# Confused About Certificate of Authority and Resale Certificate, which one do I need in NY?



## blkfriars

I'm Kinda lost here.....I was just told by the irs that I don't need to send in for a Resale Certificate/license (Form ST-120) That it is only used when buying wholesale products, the vendor that sold the product to me at wholesale cost was to fill out Form ST-120 to show that I didn't pay taxes on their product. And that the Certificate of Authority is the only thing I need to collect taxes and resale products that I brought wholesale. Any help would be good....Thanks


----------



## kimura-mma

Yep, they were correct. You need a Certificate of Authority in NY.


----------



## FitNFit

Yup, I just went through all this. You need a Certificate of Authority in NY and thats it.

You will use a Resale Certificate Form (printed offline) to give to your vendors for them to have on file so you can buy from them tax free.

Just remember you have to send in quarterly sales to the IRS to show how much "tax" you collected. Even though you will not be collecting tax because NY is tax free on clothing, you still have to send in the form.

Good luck!


----------



## boneshaker

Hello, i'm new here. Just wanted to chime in..

Does anyone know what "Business Type" to choose (from OPAL, Online Permit Assistance and Licensing, Home) when applying for a C.O.A. if I am screen printing for clients and also selling apparel as a brand? 

The closest one I found was "Apparel Manufacturing"

Thanks in advance for the help!

Steve


----------



## kimacobb

FitNFit said:


> Yup, I just went through all this. You need a Certificate of Authority in NY and thats it.
> 
> You will use a Resale Certificate Form (printed offline) to give to your vendors for them to have on file so you can buy from them tax free.
> 
> Just remember you have to send in quarterly sales to the IRS to show how much "tax" you collected. Even though you will not be collecting tax because NY is tax free on clothing, you still have to send in the form.
> 
> Good luck!


 NY is tax free on clothing ????????


----------



## missswissinc

Hey Andy your somewhat right and wrong. Yes you wont be sending the state a tax bill showing what you bought. However, You will still need to collect some form of sales tax if you resell the shirts which means you screen print, emb, transfer etc your going to need to pay a tax. With NY they let the counties decide if they want to collect sales tax for their county. Well orange county has 2 malls and a outlet center and with all those sales they decided to collect the county tax of 4.125%. Now the state however still requires you to pay a tax though. The state worked it out that if the shirt prior to embellishment is under $50 then your not required to collect sales tax. However, if the item is over $50 then you required to collect the state sales tax so for us you add 4%. 
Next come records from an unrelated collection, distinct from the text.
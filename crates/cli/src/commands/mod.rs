//! Subcommand implementations.

pub mod menu;
pub mod orders;
pub mod users;

use std::io::Write;

use serde::Serialize;
use thiserror::Error;

/// Errors specific to the CLI layer.
#[derive(Debug, Error)]
pub enum CommandError {
    #[error("Failed to write output: {0}")]
    Output(#[from] std::io::Error),

    #[error("Failed to encode output: {0}")]
    Encode(#[from] serde_json::Error),
}

/// Write `value` to stdout as pretty JSON followed by a newline.
pub(crate) fn print_json<T: Serialize + ?Sized>(value: &T) -> Result<(), CommandError> {
    let mut out = std::io::stdout().lock();
    serde_json::to_writer_pretty(&mut out, value)?;
    writeln!(out)?;
    Ok(())
}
I would suggest sitting down with a CPA (Certified Public Accountant) and ask that person what taxes am I going to need to be required to collect. If the county requires you to collect the county tax that person should know how much the tax is. and the same with lets say you sell jackets to a person which costs more then $50 that you collect the state tax and county one if needed. Believe me we've been doing this for now almost 2 yrs and believe me our cpa tells us what taxes we are required to pay every month to the state when we sell our shirts.


----------